CAIII protects NP cells from oxidative stress-induced, caspase 3-mediated cell death. (a) Rat NP cells are resistant to H₂O₂-mediated cell death and maintain their viability following treatment with up to 500 μM H₂O₂. Viability significantly decreases at 1 mM. (b–d) Treatment of rat NP cells with 100 μM H₂O₂ for 24 hours had no effect on Car3 mRNA expression analysed by qRT-PCR (b) or CAIII protein levels measured by Western blot and subsequent densitometric analyses (c,d). (e) Representative images showing morphology of NP cells transduced with a control shRNA (e) and two independent Car3 shRNAs (e’,e”) and treated with 100 μM H₂O₂ for 24 hours. CAIII silenced cultures showed increased number of dying cells (marked by black arrows). (h) CAIII silenced NP cells treated with 100 and 250 μM H₂O₂ for 24 hours showed a significant increase in the fold change of dead cells as compared to control populations. (i) Representative Western blot images of two markers of apoptosis, total and cleaved Parp1 and Cas3. (j) Densitometric analysis of Cas3 protein expression from the Western blot shown in (i) shows that total Cas3 expression is significantly increased in CAIII silenced NP cells after treatment with 100 μM H₂O₂ for 24 hours. (k) Pre-treatment of CAIII silenced NP cells with Cas3 inhibitor, Z-DEVD-FMK blocked H₂O₂-induced apoptosis.
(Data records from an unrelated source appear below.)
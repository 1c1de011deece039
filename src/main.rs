use std::net::SocketAddr;
use std::sync::Arc;
use std::time::Duration;

use clap::{Parser, ValueEnum};
use serde::Serialize;
use tracing_subscriber::EnvFilter;

use fusion_jobs::config::{
    CleanupConfig, NodeConfig, PollConfig, RetryConfig, RunnerConfig,
};
use fusion_jobs::node::Node;
use fusion_jobs::scheduler::{InMemoryJobStore, JobKind, JobPayload, RetryDecision, RetryPolicy};
use fusion_jobs::shutdown::cancel_on_signal;
use fusion_jobs::worker::{
    BackendRegistry, MemorySource, PendingJob, PollAdapter, SimulatedBackend,
};

#[derive(Parser, Debug)]
#[command(name = "fusion-jobs")]
#[command(version)]
#[command(about = "Asynchronous job runner with bounded retry and exponential backoff")]
#[command(propagate_version = true)]
struct Args {
    #[command(subcommand)]
    command: Commands,
}

#[derive(clap::Subcommand, Debug)]
enum Commands {
    /// Run the job runner with its cleanup loop and optional dashboard
    Serve(ServeArgs),

    /// Print the retry schedule produced by a backoff configuration
    Backoff(BackoffArgs),
}

// =============================================================================
// Serve Arguments
// =============================================================================

#[derive(Parser, Debug)]
struct ServeArgs {
    /// Port for the HTTP dashboard (optional)
    #[arg(long)]
    dashboard_port: Option<u16>,

    /// Delay before the first retry, in milliseconds
    #[arg(long, default_value = "5000")]
    retry_base_ms: u64,

    /// Attempt ceiling for jobs submitted without one
    #[arg(long, default_value = "3")]
    max_attempts: u32,

    /// Per-attempt timeout in seconds (0 disables)
    #[arg(long, default_value = "300")]
    attempt_timeout_secs: u64,

    /// Maximum attempts running at once
    #[arg(long, default_value = "64")]
    max_concurrency: usize,

    /// Keep terminal jobs this long before sweeping them, in seconds
    #[arg(long, default_value = "86400")]
    retention_secs: u64,

    /// Seconds between cleanup sweeps
    #[arg(long, default_value = "3600")]
    cleanup_interval_secs: u64,

    /// Processing time multiplier for the simulated generation backend
    #[arg(long, default_value = "1.0", value_parser = parse_speed)]
    speed: f64,

    /// Seed an in-memory pending source with this many render tasks and poll it
    #[arg(long)]
    demo_poll: Option<usize>,

    /// Poll interval in milliseconds for the demo poll worker
    #[arg(long, default_value = "5000")]
    poll_interval_ms: u64,
}

fn parse_speed(raw: &str) -> Result<f64, String> {
    let speed: f64 = raw
        .parse()
        .map_err(|_| format!("'{}' is not a number", raw))?;
    if !speed.is_finite() || !(0.0..=SimulatedBackend::MAX_SPEED).contains(&speed) {
        return Err(format!(
            "speed must be between 0 and {}",
            SimulatedBackend::MAX_SPEED
        ));
    }
    Ok(speed)
}

// =============================================================================
// Backoff Arguments
// =============================================================================

#[derive(Parser, Debug)]
struct BackoffArgs {
    /// Delay before the first retry, in milliseconds
    #[arg(long, default_value = "5000")]
    base_ms: u64,

    /// Attempt ceiling
    #[arg(long, default_value = "3")]
    max_attempts: u32,

    /// Output format
    #[arg(long, short = 'o', default_value = "table")]
    output: OutputFormat,
}

#[derive(Debug, Clone, ValueEnum)]
enum OutputFormat {
    Table,
    Json,
}

#[derive(Serialize)]
struct BackoffStep {
    failed_attempt: u32,
    decision: String,
    delay_ms: Option<u64>,
}

// =============================================================================
// Server Implementation
// =============================================================================

async fn run_serve(args: ServeArgs) -> Result<(), Box<dyn std::error::Error>> {
    // Initialize logging
    tracing_subscriber::fmt()
        .with_env_filter(
            EnvFilter::try_from_default_env().unwrap_or_else(|_| EnvFilter::new("info")),
        )
        .init();

    let retry = RetryConfig::default()
        .with_base_delay(Duration::from_millis(args.retry_base_ms))
        .with_default_max_attempts(args.max_attempts);
    let attempt_timeout = match args.attempt_timeout_secs {
        0 => None,
        secs => Some(Duration::from_secs(secs)),
    };
    let runner = RunnerConfig::default()
        .with_retry(retry.clone())
        .with_max_concurrency(args.max_concurrency)
        .with_attempt_timeout(attempt_timeout);
    let cleanup = CleanupConfig {
        interval: Duration::from_secs(args.cleanup_interval_secs.max(1)),
        retention: Duration::from_secs(args.retention_secs),
    };

    let mut config = NodeConfig {
        runner,
        cleanup,
        dashboard_addr: None,
    };
    if let Some(port) = args.dashboard_port {
        let addr: SocketAddr = format!("0.0.0.0:{}", port).parse()?;
        config = config.with_dashboard(addr);
    }

    let simulated = Arc::new(SimulatedBackend::new(args.speed));
    let backends = BackendRegistry::new()
        .register(JobKind::Text, simulated.clone())
        .register(JobKind::Image, simulated.clone())
        .register(JobKind::Video, simulated.clone())
        .register(JobKind::Music, simulated.clone())
        .register(JobKind::task("render"), simulated.clone())
        .register(JobKind::task("schedule"), simulated);

    let shutdown = tokio_util::sync::CancellationToken::new();
    cancel_on_signal(shutdown.clone());

    let store = Arc::new(InMemoryJobStore::new());
    let mut node = Node::new(config, store, backends.clone(), shutdown);

    if let Some(count) = args.demo_poll {
        let source = Arc::new(MemorySource::new());
        let now = chrono::Utc::now();
        for i in 0..count {
            let row = PendingJob::new(
                format!("render-{}", i + 1),
                JobKind::task("render"),
                JobPayload::default().with_parameter("frame", serde_json::json!(i)),
            )
            .scheduled_at(now + chrono::Duration::seconds(i as i64));
            source.insert(row).await;
        }
        tracing::info!(count, "Seeded demo pending source");

        let poll = PollConfig::new("render")
            .with_interval(Duration::from_millis(args.poll_interval_ms.max(1)));
        let adapter = PollAdapter::new(source, backends, RetryPolicy::from_config(&retry), poll);
        node = node.with_poll_adapter(adapter);
    }

    node.run().await?;
    Ok(())
}

fn run_backoff(args: BackoffArgs) -> Result<(), Box<dyn std::error::Error>> {
    let policy = RetryPolicy::new(Duration::from_millis(args.base_ms));
    let steps: Vec<BackoffStep> = (1..=args.max_attempts.max(1))
        .map(|attempt| match policy.decide(attempt, args.max_attempts) {
            RetryDecision::Retry(delay) => BackoffStep {
                failed_attempt: attempt,
                decision: "retry".to_string(),
                delay_ms: Some(delay.as_millis() as u64),
            },
            RetryDecision::GiveUp => BackoffStep {
                failed_attempt: attempt,
                decision: "give up".to_string(),
                delay_ms: None,
            },
        })
        .collect();

    match args.output {
        OutputFormat::Json => {
            println!("{}", serde_json::to_string_pretty(&steps)?);
        }
        OutputFormat::Table => {
            println!("{:<16} {:<10} {:>12}", "FAILED ATTEMPT", "DECISION", "DELAY (ms)");
            for step in steps {
                let delay = step
                    .delay_ms
                    .map(|ms| ms.to_string())
                    .unwrap_or_else(|| "-".to_string());
                println!("{:<16} {:<10} {:>12}", step.failed_attempt, step.decision, delay);
            }
        }
    }
    Ok(())
}

#[tokio::main]
async fn main() -> Result<(), Box<dyn std::error::Error>> {
    let args = Args::parse();

    match args.command {
        Commands::Serve(serve_args) => run_serve(serve_args).await?,
        Commands::Backoff(backoff_args) => run_backoff(backoff_args)?,
    }

    Ok(())
}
All quantitative data is represented as mean ± SE, n = 3 independent experiments; 4 technical replicates per experiment were performed when applicable. Oneway ANOVA with Sidak’s multiple comparisons test was used to determine statistical significance. Ordinary twoway ANOVA used to determine statistical significance in Fig. 5k. n.s, non-significant.